= Gottfried and Thekla Zielke =

Gottfried and Thekla Zielke (born 1929 and 1928 in Germany) are ceramicists based in Venezuela. Later married, the Zielkes met at Technical school in Germany and started a personal and professional collaboration. After graduating college, Thekla designed pottery for two years at a German factory, before immigrating to Sweden, where she apprenticed for three years in a ceramics workshop. While Thekla studied ceramics design, Gottfried learned the technical aspects of the craft, with an emphasis on enamel. After attaining his bachelor's degree, Gottfried apprenticed for three years in two ceramics workshops, where he gained further knowledge of ceramics technique, theory, and chemistry. This led to later scientific studies of the medium, such as organic chemistry, mineralogy, and geology.

After being hired to open Azulejos Corona, a tile factory in Bogotá in 1952, Gottfried relocated to Colombia and was asked three years later to open another factory for the Vencerámica company in La Victoria, Venezuela. After Gottfried and Thekla were married in Italy in 1955, she too moved to Venezuela.

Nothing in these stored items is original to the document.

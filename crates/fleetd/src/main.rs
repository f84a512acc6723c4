//! fleetd — the FleetGrid daemon.
//!
//! Runs the placement, scaling, and deployment control loops against an
//! in-process simulated instance group and load balancer.
//!
//! # Usage
//!
//! ```text
//! fleetd run --config fleet.toml --data-dir /var/lib/fleetgrid
//! fleetd validate --config fleet.toml
//! fleetd deploy --config fleet.toml --service web --revision 2
//! fleetd init --cluster demo > fleet.toml
//! ```

use std::path::{Path, PathBuf};
use std::time::Duration;

use anyhow::{Context, bail};
use clap::{Parser, Subcommand, ValueEnum};
use tokio::sync::watch;
use tokio_stream::StreamExt;
use tracing::info;
use tracing_subscriber::EnvFilter;

use fleetd::ControlPlane;
use fleetgrid_core::FleetConfig;
use fleetgrid_rollout::DeploymentPhase;
use fleetgrid_state::StateStore;

const DEFAULT_FILTER: &str = "info,fleetd=debug,fleetgrid=debug";

#[derive(Parser)]
#[command(name = "fleetd", about = "FleetGrid daemon")]
struct Cli {
    /// Log output format.
    #[arg(long, value_enum, default_value = "text", global = true)]
    log_format: LogFormat,

    #[command(subcommand)]
    command: Command,
}

#[derive(Clone, Copy, ValueEnum)]
enum LogFormat {
    Text,
    Json,
}

#[derive(Subcommand)]
enum Command {
    /// Run every control loop until Ctrl-C.
    Run {
        /// Path to fleet.toml.
        #[arg(long, default_value = "fleet.toml")]
        config: PathBuf,

        /// Data directory for persistent state.
        #[arg(long, default_value = "/var/lib/fleetgrid")]
        data_dir: PathBuf,
    },

    /// Parse and validate a configuration file.
    Validate {
        #[arg(long, default_value = "fleet.toml")]
        config: PathBuf,
    },

    /// Roll a service to a new task definition revision and print progress
    /// events as JSON lines.
    Deploy {
        #[arg(long, default_value = "fleet.toml")]
        config: PathBuf,

        #[arg(long)]
        service: String,

        #[arg(long)]
        revision: u32,

        /// CPU units for the new revision (default: unchanged).
        #[arg(long)]
        cpu: Option<u32>,

        /// Memory (MiB) for the new revision (default: unchanged).
        #[arg(long)]
        memory: Option<u32>,

        /// Persist state here instead of running purely in memory.
        #[arg(long)]
        data_dir: Option<PathBuf>,
    },

    /// Print a starter configuration.
    Init {
        #[arg(long, default_value = "demo")]
        cluster: String,
    },
}

#[tokio::main]
async fn main() -> anyhow::Result<()> {
    let cli = Cli::parse();
    init_tracing(cli.log_format);

    match cli.command {
        Command::Run { config, data_dir } => run(&config, &data_dir).await,
        Command::Validate { config } => validate(&config),
        Command::Deploy {
            config,
            service,
            revision,
            cpu,
            memory,
            data_dir,
        } => deploy(&config, &service, revision, cpu, memory, data_dir.as_deref()).await,
        Command::Init { cluster } => {
            print!("{}", FleetConfig::scaffold(&cluster).to_toml_string()?);
            Ok(())
        }
    }
}

fn init_tracing(format: LogFormat) {
    let filter = EnvFilter::try_from_default_env().unwrap_or_else(|_| EnvFilter::new(DEFAULT_FILTER));
    let builder = tracing_subscriber::fmt()
        .with_env_filter(filter)
        .with_writer(std::io::stderr);
    match format {
        LogFormat::Text => builder.init(),
        LogFormat::Json => builder.json().init(),
    }
}

fn load_config(path: &Path) -> anyhow::Result<FleetConfig> {
    FleetConfig::from_file(path).with_context(|| format!("loading {}", path.display()))
}

fn open_store(data_dir: &Path) -> anyhow::Result<StateStore> {
    std::fs::create_dir_all(data_dir)
        .with_context(|| format!("creating {}", data_dir.display()))?;
    let path = data_dir.join("fleetgrid.redb");
    let store = StateStore::open(&path)?;
    info!(path = ?path, "state store opened");
    Ok(store)
}

async fn run(config_path: &Path, data_dir: &Path) -> anyhow::Result<()> {
    let config = load_config(config_path)?;
    info!(cluster = %config.cluster.name, services = config.services.len(), "fleetd starting");

    let store = open_store(data_dir)?;
    let plane = ControlPlane::new(config, Some(store)).await?;

    let (shutdown_tx, shutdown_rx) = watch::channel(false);
    let handles = plane.spawn_loops(&shutdown_rx);

    tokio::signal::ctrl_c()
        .await
        .context("installing Ctrl-C handler")?;
    info!("shutdown signal received");
    let _ = shutdown_tx.send(true);

    for handle in handles {
        let _ = handle.await;
    }
    plane.persist().await;

    info!("fleetd stopped");
    Ok(())
}

fn validate(config_path: &Path) -> anyhow::Result<()> {
    let config = load_config(config_path)?;
    let cp = &config.capacity_provider;

    println!("cluster {}: configuration is valid", config.cluster.name);
    println!(
        "  capacity provider {}: {} ({}), size {}..={}, target {}%",
        cp.name,
        cp.instance_type,
        cp.instance_resources(),
        cp.min_size,
        cp.max_size,
        cp.target_capacity_percent
    );
    for svc in &config.services {
        println!(
            "  service {}: {} x{} ({})",
            svc.name,
            svc.task_definition.reference(),
            svc.desired_count,
            svc.task_definition.requirements()
        );
        if let Some(policy) = &svc.scaling {
            println!(
                "    scaling: {} target {} in {}..={}",
                policy.metric, policy.target_value, policy.min_capacity, policy.max_capacity
            );
        }
    }
    Ok(())
}

async fn deploy(
    config_path: &Path,
    service: &str,
    revision: u32,
    cpu: Option<u32>,
    memory: Option<u32>,
    data_dir: Option<&Path>,
) -> anyhow::Result<()> {
    let config = load_config(config_path)?;
    let startup = config.simulation.startup_delay;
    let store = data_dir.map(open_store).transpose()?;
    let plane = ControlPlane::new(config, store).await?;

    let (shutdown_tx, shutdown_rx) = watch::channel(false);
    let handles = plane.spawn_loops(&shutdown_rx);

    let current = plane
        .registry()
        .service(service)
        .await
        .with_context(|| format!("unknown service {service}"))?;
    plane
        .wait_for_service(service, startup + Duration::from_secs(60))
        .await?;

    let mut definition = current.task_definition.clone();
    definition.revision = revision;
    definition.cpu = cpu.unwrap_or(definition.cpu);
    definition.memory = memory.unwrap_or(definition.memory);

    let (handle, mut events) = plane.deployments().roll_out(service, definition);
    while let Some(event) = events.next().await {
        println!("{}", serde_json::to_string(&event)?);
    }
    let phase = handle.wait().await.context("deployment task panicked")?;

    let _ = shutdown_tx.send(true);
    for handle in handles {
        let _ = handle.await;
    }

    match phase {
        DeploymentPhase::Steady => Ok(()),
        other => bail!("deployment of {service} ended {}", serde_json::to_string(&other)?),
    }
}
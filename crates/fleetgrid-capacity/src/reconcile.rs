//! Pure capacity decision over a utilization snapshot.

use tracing::debug;

use fleetgrid_core::{CapacityProviderSpec, InstanceId, Resources};
use fleetgrid_state::InstanceStatus;

/// One instance as seen by the capacity scaler.
#[derive(Debug, Clone, PartialEq, Eq)]
pub struct InstanceUsage {
    pub id: InstanceId,
    pub status: InstanceStatus,
    pub active_tasks: u32,
    pub available: Resources,
    /// Unix timestamp (seconds) of launch.
    pub launched_at: u64,
    pub protected: bool,
}

impl InstanceUsage {
    pub fn is_busy(&self) -> bool {
        self.active_tasks > 0
    }
}

/// Instances in the group plus the resource requirements of every
/// PENDING task.
#[derive(Debug, Clone, Default, PartialEq, Eq)]
pub struct ClusterUtilization {
    pub instances: Vec<InstanceUsage>,
    pub pending: Vec<Resources>,
}

impl ClusterUtilization {
    /// In-service group size. Draining instances are already on their way
    /// out and do not count.
    pub fn current(&self) -> u32 {
        self.in_service().count() as u32
    }

    fn in_service(&self) -> impl Iterator<Item = &InstanceUsage> {
        self.instances
            .iter()
            .filter(|i| i.status == InstanceStatus::InService)
    }
}

#[derive(Debug, Clone, PartialEq, Eq)]
pub enum ScalingAction {
    /// Add this many instances.
    ScaleOut(u32),
    /// Drain and remove these instances.
    ScaleIn { instances: Vec<InstanceId> },
    NoAction,
}

/// Decide how the group should change.
pub fn reconcile(spec: &CapacityProviderSpec, utilization: &ClusterUtilization) -> ScalingAction {
    let current = utilization.current();
    let busy = utilization.in_service().filter(|i| i.is_busy()).count() as u32;
    let extra = instances_for_pending(spec, utilization);
    let required = busy + extra;

    let percent = spec.target_capacity_percent.clamp(1, 100);
    let mut target = (required * 100).div_ceil(percent);
    if !utilization.pending.is_empty() && required == 0 {
        target = target.max(1);
    }
    let max_size = spec.max_size.max(spec.min_size);
    let target = target.clamp(spec.min_size, max_size);

    debug!(current, busy, extra, target, "capacity evaluated");

    let (min_step, max_step) = (spec.min_step.max(1), spec.max_step.max(spec.min_step.max(1)));

    if target > current {
        let step = (target - current)
            .clamp(min_step, max_step)
            .min(max_size.saturating_sub(current));
        return if step == 0 {
            ScalingAction::NoAction
        } else {
            ScalingAction::ScaleOut(step)
        };
    }

    if target < current {
        let step = (current - target)
            .clamp(min_step, max_step)
            .min(current.saturating_sub(spec.min_size));
        let instances = scale_in_candidates(utilization)
            .into_iter()
            .take(step as usize)
            .collect::<Vec<_>>();
        return if instances.is_empty() {
            ScalingAction::NoAction
        } else {
            ScalingAction::ScaleIn { instances }
        };
    }

    ScalingAction::NoAction
}

/// Instances that scale-in may remove, best candidate first: in service,
/// not (protected and busy), fewest tasks, oldest launch, lowest id.
pub fn scale_in_candidates(utilization: &ClusterUtilization) -> Vec<InstanceId> {
    let mut candidates: Vec<&InstanceUsage> = utilization
        .instances
        .iter()
        .filter(|i| i.status == InstanceStatus::InService)
        .filter(|i| !(i.protected && i.is_busy()))
        .collect();
    candidates.sort_by(|a, b| {
        a.active_tasks
            .cmp(&b.active_tasks)
            .then(a.launched_at.cmp(&b.launched_at))
            .then_with(|| a.id.cmp(&b.id))
    });
    candidates.into_iter().map(|i| i.id.clone()).collect()
}

/// Pack the pending backlog first-fit-decreasing onto free capacity, then
/// onto fresh template-sized instances. Returns the number of instances
/// that are not busy today but would be after packing.
fn instances_for_pending(spec: &CapacityProviderSpec, utilization: &ClusterUtilization) -> u32 {
    if utilization.pending.is_empty() {
        return 0;
    }

    let template = spec.instance_resources();
    let mut bins: Vec<(Resources, bool)> = utilization
        .instances
        .iter()
        .filter(|i| i.status == InstanceStatus::InService)
        .map(|i| (i.available, !i.is_busy()))
        .collect();
    let existing = bins.len();

    let mut pending = utilization.pending.clone();
    pending.sort_by(|a, b| (b.memory, b.cpu).cmp(&(a.memory, a.cpu)));

    let mut newly_used = vec![false; existing];
    for req in &pending {
        if !req.fits_within(&template) && !bins.iter().any(|(free, _)| req.fits_within(free)) {
            debug!(requirements = %req, "pending task fits no instance size; ignored");
            continue;
        }
        match bins.iter().position(|(free, _)| req.fits_within(free)) {
            Some(idx) => {
                bins[idx].0 = bins[idx].0.saturating_sub(req);
                if idx < existing && bins[idx].1 {
                    newly_used[idx] = true;
                }
            }
            None => bins.push((template.saturating_sub(req), true)),
        }
    }

    let fresh = (bins.len() - existing) as u32;
    let idle_filled = newly_used.iter().filter(|used| **used).count() as u32;
    fresh + idle_filled
}
// Two-way difference between pre and post routing entries

use super::RoutingEntry;
use serde::Serialize;
use std::collections::HashMap;

/// Entries present on one side only.
#[derive(Debug, Clone, Default, PartialEq, Eq, Serialize)]
pub struct ComparisonResult {
    pub only_in_pre: Vec<RoutingEntry>,
    pub only_in_post: Vec<RoutingEntry>,
}

impl ComparisonResult {
    pub fn is_empty(&self) -> bool {
        self.only_in_pre.is_empty() && self.only_in_post.is_empty()
    }
}

/// Compare two snapshots. Entries match only when every field is equal,
/// including the order and length of the next-hop lists.
pub fn diff(pre: &[RoutingEntry], post: &[RoutingEntry]) -> ComparisonResult {
    ComparisonResult {
        only_in_pre: missing_from(pre, post),
        only_in_post: missing_from(post, pre),
    }
}

/// Entries of `side`, in order, with no equal entry in `other`.
fn missing_from(side: &[RoutingEntry], other: &[RoutingEntry]) -> Vec<RoutingEntry> {
    let mut index: HashMap<(&str, &str), Vec<&RoutingEntry>> = HashMap::new();
    for entry in other {
        index.entry(entry.key()).or_default().push(entry);
    }

    side.iter()
        .filter(|entry| {
            !index
                .get(&entry.key())
                .is_some_and(|candidates| candidates.iter().any(|c| *c == *entry))
        })
        .cloned()
        .collect()
}
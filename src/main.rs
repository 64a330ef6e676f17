mod compare;
mod config;
mod error;
mod report;
mod routes;

use clap::{CommandFactory, Parser};
use config::{CliArgs, Config, ConfigFile};
use tracing_subscriber::EnvFilter;

#[tokio::main]
async fn main() {
    let cli = CliArgs::parse();

    if cli.snapshots().is_none() {
        println!("Both pre and post XML files are required.");
        let _ = CliArgs::command().print_help();
        return;
    }

    if let Err(e) = run(cli).await {
        tracing::error!("{:#}", e);
        match e.downcast_ref::<error::AppError>() {
            Some(app_error) => eprintln!("Error: {}\n{}", app_error, app_error.user_message()),
            None => eprintln!("Error: {:#}", e),
        }
        std::process::exit(1);
    }
}

async fn run(cli: CliArgs) -> anyhow::Result<()> {
    let config_file = ConfigFile::load(cli.config.as_deref())?;

    // Initialize logging
    let level = config::log_level(&cli, &config_file)?;
    let filter = EnvFilter::try_from_default_env()
        .unwrap_or_else(|_| EnvFilter::new(level.to_string().to_lowercase()));
    tracing_subscriber::fmt()
        .with_env_filter(filter)
        .with_writer(std::io::stderr)
        .init();

    let config = Config::merge(&cli, config_file)?;

    println!("Pre XML file: {}", config.pre.display());
    println!("Post XML file: {}", config.post.display());

    let result = compare::compare(&config).await?;
    let written = report::render(&result, &config)?;
    for path in written {
        tracing::info!("Wrote {}", path.display());
    }

    Ok(())
}
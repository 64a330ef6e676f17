// JSON rendering of a comparison

use crate::config::Config;
use crate::error::AppResult;
use crate::routes::RoutingEntry;
use crate::routes::diff::ComparisonResult;
use chrono::{DateTime, Utc};
use serde::Serialize;

#[derive(Debug, Serialize)]
pub struct JsonReport<'a> {
    pub generated_at: DateTime<Utc>,
    pub pre: String,
    pub post: String,
    pub vrf: String,
    pub only_in_pre: &'a [RoutingEntry],
    pub only_in_post: &'a [RoutingEntry],
}

impl<'a> JsonReport<'a> {
    pub fn new(result: &'a ComparisonResult, config: &Config) -> Self {
        JsonReport {
            generated_at: Utc::now(),
            pre: config.pre.display().to_string(),
            post: config.post.display().to_string(),
            vrf: config.filter.to_string(),
            only_in_pre: &result.only_in_pre,
            only_in_post: &result.only_in_post,
        }
    }
}

pub fn render(result: &ComparisonResult, config: &Config) -> AppResult<String> {
    Ok(serde_json::to_string_pretty(&JsonReport::new(result, config))?)
}

#[cfg(test)]
mod tests {
    use super::*;
    use crate::config::{FileOutput, OutputFormat};
    use crate::routes::{EntrySelection, InstanceFilter};
    use std::path::PathBuf;

    #[test]
    fn test_json_report_fields() {
        let config = Config {
            pre: PathBuf::from("pre.xml"),
            post: PathBuf::from("post.xml"),
            filter: "inet.0".parse::<InstanceFilter>().unwrap(),
            entries: EntrySelection::Active,
            file_output: FileOutput::Off,
            format: OutputFormat::Json,
            output_dir: PathBuf::from("."),
        };
        let result = ComparisonResult {
            only_in_pre: Vec::new(),
            only_in_post: vec![RoutingEntry {
                table_name: "inet.0".to_string(),
                destination: "10.0.0.0/24".to_string(),
                next_hops: vec!["192.168.1.1".to_string(), "192.168.1.2".to_string()],
                via: vec!["ge-0/0/0.0".to_string(), "ge-0/0/1.0".to_string()],
                local_interfaces: vec![String::new(), String::new()],
            }],
        };

        let value: serde_json::Value =
            serde_json::from_str(&render(&result, &config).unwrap()).unwrap();
        assert_eq!(value["pre"], "pre.xml");
        assert_eq!(value["vrf"], "inet.0");
        assert_eq!(value["only_in_pre"].as_array().unwrap().len(), 0);
        assert_eq!(value["only_in_post"][0]["next_hops"][1], "192.168.1.2");
        assert!(value["generated_at"].is_string());
    }
}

Unhappy with managing the factory, the couple established a quieter life in Colonia Tovar (an isolated mountain village founded in the nineteenth century near Caracas by Bavarian immigrants). They constructed a modest house on a friend’s land with the intention of establishing a small ceramics studio, where they completed their first pieces in 1959. Thekla used a wheel to form the clay, while Gottfried spearheaded the technical aspects of production, such as clay selection, glazes, and firing lengths and temperatures. The remote village, without a road to draw visitors, left them free to experiment with artistic forms. They won the National Prize for Applied Arts at the 1961 Salón Oficial Annual de Arte Venezolano (Official Annual Venezuelan Art Salon), which brought attention to their practice. After a road was completed from Caracas to Colonia Tovar in 1967, the couple began to produce utilitarian objects to sell to tourists. Increased production led them to implement a partially mechanized process. Also in 1967, they won an award at the Salón Arturo Michelena and were invited to become members of the World Craft Council, which led to more awards and recognition. In Colonia Tovar, the Zielkes partnered with other craftspeople to form a trade school for the town’s youth, so they could learn skills, such as ceramics, forging, and blacksmithing. Their project evolved into a thriving school for woodworking and the manufacture of musical instruments.

==Exhibitions==
- Moderno: Design for Living in Brazil, Mexico, and Venezuela, 1940–1978 , Americas Society (New York), 2015.